Problem description
Go over the records and copy every line with the string "sessions".
---------- Source material ----------
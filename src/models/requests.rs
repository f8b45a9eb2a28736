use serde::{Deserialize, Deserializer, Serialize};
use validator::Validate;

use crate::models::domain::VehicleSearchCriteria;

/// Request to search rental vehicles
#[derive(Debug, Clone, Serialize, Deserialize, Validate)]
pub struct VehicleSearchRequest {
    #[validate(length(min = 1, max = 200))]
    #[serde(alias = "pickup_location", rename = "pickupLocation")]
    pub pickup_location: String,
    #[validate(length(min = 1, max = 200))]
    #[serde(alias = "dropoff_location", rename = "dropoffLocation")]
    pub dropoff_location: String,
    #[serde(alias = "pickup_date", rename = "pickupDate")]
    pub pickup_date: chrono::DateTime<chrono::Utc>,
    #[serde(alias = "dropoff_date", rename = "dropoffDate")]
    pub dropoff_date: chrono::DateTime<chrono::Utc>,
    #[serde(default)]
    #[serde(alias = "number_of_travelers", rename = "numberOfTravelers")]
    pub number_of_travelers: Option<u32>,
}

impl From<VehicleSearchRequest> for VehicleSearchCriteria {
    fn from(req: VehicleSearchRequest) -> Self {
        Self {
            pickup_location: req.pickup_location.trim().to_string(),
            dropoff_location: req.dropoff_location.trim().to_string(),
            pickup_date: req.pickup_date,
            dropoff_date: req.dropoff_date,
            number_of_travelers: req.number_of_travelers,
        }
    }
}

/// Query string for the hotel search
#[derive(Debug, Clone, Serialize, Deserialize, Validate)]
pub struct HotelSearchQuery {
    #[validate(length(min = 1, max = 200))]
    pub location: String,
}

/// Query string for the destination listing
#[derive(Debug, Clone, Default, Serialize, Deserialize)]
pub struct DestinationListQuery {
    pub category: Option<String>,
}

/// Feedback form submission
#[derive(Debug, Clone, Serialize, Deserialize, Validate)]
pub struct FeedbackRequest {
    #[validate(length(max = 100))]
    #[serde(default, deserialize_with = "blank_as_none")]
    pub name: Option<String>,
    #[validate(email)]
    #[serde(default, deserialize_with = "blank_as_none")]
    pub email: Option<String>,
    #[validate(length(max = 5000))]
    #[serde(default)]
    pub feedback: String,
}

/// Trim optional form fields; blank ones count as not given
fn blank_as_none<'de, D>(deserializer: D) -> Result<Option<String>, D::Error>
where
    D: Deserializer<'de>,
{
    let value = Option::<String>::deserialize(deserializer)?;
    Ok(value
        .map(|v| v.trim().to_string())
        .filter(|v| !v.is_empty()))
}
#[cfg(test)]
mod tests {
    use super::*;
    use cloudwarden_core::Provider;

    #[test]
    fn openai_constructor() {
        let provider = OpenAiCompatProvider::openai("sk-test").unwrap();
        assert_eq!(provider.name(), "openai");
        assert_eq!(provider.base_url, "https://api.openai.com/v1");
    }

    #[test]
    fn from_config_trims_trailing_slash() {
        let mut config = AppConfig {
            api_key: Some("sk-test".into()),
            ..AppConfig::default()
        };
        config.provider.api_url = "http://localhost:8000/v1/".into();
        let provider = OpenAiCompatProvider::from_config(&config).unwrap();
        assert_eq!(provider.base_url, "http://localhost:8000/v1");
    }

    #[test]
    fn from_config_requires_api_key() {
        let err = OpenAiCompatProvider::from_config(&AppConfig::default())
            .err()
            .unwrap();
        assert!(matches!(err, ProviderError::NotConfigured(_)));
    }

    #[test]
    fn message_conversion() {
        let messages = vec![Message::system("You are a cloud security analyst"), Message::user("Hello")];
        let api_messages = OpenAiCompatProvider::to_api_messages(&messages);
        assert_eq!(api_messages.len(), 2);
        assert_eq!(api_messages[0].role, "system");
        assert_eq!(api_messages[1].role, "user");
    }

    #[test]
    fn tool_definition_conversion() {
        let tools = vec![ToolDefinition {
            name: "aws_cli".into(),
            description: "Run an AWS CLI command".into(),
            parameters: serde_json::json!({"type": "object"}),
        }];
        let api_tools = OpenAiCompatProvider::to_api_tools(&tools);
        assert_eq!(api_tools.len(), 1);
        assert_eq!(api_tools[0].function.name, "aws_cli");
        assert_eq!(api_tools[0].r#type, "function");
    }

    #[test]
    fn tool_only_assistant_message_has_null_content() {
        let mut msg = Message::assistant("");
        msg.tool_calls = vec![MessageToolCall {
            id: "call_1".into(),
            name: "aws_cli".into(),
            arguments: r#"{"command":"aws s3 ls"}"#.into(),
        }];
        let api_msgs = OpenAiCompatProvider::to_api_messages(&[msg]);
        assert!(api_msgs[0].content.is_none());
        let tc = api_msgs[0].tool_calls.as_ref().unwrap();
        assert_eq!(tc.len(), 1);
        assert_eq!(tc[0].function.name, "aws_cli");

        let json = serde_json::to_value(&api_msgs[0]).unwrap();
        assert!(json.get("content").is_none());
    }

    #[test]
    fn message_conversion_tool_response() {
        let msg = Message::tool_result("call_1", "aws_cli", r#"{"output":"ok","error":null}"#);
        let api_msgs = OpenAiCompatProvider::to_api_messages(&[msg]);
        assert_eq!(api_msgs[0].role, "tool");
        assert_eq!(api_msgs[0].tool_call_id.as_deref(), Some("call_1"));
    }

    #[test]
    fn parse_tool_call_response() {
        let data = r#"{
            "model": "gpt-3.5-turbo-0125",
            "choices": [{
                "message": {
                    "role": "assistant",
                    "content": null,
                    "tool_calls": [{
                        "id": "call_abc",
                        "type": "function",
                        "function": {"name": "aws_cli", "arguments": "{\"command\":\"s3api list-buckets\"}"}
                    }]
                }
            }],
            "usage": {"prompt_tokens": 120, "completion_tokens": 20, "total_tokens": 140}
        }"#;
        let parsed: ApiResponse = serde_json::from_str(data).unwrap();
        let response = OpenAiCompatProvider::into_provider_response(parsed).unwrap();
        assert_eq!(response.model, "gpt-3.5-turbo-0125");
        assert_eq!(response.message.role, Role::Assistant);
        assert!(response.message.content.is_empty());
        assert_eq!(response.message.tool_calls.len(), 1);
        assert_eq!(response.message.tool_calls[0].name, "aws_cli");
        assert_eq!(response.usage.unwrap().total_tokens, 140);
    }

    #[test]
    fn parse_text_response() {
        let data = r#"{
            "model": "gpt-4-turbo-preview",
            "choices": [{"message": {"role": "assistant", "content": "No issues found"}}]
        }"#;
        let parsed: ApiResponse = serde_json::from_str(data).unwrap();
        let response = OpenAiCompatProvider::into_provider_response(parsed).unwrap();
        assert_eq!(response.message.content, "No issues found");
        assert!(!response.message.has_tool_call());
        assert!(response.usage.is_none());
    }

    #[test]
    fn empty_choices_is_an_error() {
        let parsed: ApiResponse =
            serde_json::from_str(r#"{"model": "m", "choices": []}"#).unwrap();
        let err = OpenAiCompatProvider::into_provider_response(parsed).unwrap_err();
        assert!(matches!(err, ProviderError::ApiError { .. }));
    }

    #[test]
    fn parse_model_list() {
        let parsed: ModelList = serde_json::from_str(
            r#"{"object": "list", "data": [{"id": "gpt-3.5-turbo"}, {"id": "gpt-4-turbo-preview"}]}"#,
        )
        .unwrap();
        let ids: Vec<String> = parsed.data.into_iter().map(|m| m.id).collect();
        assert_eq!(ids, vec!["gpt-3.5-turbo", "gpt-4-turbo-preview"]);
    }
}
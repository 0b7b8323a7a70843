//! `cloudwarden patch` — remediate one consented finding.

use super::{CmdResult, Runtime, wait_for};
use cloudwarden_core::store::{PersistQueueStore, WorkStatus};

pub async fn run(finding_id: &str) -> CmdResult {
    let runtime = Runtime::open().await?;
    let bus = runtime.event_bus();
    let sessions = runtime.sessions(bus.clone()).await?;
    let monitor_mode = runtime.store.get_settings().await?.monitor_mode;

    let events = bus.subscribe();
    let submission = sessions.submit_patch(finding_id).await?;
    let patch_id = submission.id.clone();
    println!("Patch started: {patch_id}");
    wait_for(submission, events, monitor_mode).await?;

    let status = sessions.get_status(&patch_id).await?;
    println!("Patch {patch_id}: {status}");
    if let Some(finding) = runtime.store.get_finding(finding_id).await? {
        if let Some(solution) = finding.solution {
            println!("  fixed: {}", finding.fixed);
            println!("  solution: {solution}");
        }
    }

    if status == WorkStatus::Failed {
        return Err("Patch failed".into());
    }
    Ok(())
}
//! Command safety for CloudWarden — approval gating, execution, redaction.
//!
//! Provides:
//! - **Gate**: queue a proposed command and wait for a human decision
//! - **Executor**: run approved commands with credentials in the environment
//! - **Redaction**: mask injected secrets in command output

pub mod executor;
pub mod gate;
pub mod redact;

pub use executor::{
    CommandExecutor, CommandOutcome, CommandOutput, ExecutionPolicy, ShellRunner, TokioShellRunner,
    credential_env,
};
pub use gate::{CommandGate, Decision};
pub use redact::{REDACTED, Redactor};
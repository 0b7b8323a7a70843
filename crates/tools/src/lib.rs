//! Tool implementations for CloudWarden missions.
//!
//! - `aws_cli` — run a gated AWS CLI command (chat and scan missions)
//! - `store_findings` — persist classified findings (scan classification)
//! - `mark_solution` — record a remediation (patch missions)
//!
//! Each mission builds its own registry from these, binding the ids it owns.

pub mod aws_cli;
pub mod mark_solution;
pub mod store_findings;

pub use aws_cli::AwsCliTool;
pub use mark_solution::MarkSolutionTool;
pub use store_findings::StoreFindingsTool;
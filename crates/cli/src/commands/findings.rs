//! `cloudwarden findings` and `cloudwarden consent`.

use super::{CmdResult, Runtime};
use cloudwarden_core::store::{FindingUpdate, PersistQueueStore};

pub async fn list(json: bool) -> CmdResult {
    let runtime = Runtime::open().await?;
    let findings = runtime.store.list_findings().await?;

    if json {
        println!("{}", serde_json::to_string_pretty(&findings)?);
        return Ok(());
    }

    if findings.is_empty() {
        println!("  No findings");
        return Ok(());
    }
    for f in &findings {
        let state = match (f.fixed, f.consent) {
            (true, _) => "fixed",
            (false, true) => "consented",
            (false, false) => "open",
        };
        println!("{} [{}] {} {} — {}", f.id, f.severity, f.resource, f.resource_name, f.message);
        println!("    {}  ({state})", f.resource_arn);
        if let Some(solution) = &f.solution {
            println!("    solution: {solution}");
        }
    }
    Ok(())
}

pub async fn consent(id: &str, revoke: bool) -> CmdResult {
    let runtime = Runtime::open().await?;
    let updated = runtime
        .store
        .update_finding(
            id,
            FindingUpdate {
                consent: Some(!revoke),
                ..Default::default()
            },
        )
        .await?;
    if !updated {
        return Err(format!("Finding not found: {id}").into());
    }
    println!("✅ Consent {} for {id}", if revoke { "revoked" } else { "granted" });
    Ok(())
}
----------
Final answer
    let sessions = runtime.sessions(bus.clone()).await?;
    let submission = sessions.submit_patch(finding_id).await?;
    let status = sessions.get_status(&patch_id).await?;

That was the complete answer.